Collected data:
- - - -
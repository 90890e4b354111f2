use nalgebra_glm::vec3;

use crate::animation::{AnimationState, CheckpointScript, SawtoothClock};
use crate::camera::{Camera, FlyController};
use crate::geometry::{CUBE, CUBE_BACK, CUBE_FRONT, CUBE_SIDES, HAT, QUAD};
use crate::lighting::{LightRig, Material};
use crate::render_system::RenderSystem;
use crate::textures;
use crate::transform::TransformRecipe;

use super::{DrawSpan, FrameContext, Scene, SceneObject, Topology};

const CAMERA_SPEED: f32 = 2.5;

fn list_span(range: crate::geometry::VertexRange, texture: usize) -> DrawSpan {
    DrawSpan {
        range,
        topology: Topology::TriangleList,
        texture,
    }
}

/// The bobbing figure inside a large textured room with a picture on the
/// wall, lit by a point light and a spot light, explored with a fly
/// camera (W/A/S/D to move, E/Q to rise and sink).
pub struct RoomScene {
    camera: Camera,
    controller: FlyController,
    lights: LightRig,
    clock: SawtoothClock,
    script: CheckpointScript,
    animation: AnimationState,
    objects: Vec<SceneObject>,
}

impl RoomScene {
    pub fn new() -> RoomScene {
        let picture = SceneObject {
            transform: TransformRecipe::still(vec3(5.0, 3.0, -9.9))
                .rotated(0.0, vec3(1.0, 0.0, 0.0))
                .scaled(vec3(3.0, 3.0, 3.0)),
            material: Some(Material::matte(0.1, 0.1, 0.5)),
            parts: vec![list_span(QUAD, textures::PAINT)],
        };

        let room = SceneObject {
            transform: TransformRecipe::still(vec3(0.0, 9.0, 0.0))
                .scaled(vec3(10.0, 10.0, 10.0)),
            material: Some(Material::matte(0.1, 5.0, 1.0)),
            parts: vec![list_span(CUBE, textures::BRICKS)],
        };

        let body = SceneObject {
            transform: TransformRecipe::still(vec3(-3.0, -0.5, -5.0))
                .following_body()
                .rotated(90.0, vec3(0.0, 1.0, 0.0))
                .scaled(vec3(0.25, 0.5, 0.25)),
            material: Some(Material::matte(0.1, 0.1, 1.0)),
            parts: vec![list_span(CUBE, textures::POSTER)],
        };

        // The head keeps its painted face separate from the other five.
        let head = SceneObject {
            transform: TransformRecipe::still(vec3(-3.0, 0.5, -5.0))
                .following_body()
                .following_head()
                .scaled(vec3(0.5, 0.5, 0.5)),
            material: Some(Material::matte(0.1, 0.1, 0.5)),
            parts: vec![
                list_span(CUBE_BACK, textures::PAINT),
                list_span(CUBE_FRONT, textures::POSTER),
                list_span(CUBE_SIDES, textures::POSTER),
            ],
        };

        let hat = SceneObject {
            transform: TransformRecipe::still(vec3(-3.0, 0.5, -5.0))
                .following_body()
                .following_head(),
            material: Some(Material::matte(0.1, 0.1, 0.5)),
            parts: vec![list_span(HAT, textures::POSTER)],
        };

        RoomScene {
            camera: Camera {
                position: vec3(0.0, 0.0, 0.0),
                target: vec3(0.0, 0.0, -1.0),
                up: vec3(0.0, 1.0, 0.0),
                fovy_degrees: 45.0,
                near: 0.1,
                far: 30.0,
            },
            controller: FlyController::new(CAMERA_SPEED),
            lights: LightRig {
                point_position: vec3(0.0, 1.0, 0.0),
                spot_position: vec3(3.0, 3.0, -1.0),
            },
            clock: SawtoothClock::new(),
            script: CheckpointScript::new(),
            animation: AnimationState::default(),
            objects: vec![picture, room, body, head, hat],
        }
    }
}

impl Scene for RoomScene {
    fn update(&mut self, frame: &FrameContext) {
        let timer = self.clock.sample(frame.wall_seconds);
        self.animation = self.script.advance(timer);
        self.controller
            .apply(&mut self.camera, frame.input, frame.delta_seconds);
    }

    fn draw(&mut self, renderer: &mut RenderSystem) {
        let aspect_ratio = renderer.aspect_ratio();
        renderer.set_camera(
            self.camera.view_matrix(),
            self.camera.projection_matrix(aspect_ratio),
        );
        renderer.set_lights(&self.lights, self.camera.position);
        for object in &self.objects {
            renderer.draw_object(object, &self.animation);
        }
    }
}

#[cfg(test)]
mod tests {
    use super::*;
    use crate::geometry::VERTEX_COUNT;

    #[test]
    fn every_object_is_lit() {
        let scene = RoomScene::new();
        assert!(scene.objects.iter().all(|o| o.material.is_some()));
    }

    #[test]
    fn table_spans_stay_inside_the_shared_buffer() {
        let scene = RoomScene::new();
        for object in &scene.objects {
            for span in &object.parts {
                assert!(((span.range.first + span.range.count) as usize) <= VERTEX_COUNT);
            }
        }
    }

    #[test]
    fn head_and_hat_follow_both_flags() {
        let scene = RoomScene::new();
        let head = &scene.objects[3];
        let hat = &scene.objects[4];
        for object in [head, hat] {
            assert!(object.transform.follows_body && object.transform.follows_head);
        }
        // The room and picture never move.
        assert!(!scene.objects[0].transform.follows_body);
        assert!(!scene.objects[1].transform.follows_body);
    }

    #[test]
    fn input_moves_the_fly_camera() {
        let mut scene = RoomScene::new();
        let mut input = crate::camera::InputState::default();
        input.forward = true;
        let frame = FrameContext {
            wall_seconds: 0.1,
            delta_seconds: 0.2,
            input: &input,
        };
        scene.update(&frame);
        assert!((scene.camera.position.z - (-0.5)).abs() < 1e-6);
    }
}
- - - -
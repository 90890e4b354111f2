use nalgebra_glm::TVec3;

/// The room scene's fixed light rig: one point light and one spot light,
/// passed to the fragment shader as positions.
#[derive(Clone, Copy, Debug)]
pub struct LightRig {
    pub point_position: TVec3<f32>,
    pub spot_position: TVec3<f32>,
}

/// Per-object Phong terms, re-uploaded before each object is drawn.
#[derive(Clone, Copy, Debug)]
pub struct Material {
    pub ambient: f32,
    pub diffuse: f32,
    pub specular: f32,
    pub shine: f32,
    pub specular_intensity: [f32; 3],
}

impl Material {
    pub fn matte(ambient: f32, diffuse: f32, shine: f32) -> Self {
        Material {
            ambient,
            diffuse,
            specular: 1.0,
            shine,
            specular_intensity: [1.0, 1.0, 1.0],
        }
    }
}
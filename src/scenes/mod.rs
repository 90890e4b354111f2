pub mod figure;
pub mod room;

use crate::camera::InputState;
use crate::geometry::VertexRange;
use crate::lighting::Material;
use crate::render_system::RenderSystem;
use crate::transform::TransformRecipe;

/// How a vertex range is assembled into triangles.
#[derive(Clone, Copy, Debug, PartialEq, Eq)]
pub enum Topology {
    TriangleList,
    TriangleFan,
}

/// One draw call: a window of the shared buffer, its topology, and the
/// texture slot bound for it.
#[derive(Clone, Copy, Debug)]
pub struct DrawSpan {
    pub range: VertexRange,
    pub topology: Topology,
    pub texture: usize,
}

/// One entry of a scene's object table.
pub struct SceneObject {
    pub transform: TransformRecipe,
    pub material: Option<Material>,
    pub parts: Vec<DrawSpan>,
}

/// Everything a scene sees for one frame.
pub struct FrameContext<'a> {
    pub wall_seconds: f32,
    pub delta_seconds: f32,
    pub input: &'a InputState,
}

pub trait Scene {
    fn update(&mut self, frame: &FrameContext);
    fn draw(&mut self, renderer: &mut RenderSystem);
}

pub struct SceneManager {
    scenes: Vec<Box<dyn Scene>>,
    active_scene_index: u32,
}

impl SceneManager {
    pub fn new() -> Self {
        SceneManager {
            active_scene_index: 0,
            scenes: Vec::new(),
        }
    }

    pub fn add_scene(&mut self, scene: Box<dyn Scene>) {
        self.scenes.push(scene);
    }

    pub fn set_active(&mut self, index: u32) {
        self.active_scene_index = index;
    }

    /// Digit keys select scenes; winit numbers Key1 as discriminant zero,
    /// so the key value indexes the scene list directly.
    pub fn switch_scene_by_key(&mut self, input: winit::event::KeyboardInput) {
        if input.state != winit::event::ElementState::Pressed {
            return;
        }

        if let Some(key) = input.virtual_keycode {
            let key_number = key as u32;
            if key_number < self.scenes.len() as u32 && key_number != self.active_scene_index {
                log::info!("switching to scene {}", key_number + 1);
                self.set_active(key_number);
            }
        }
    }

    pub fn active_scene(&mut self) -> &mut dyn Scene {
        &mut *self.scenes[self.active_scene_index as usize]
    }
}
- - - -
Task to carry out — The word to find is "InputState". Copy every line of the data that holds it.

Response for this exercise —
        let mut input = crate::camera::InputState::default();
use crate::camera::InputState;
    pub input: &'a InputState,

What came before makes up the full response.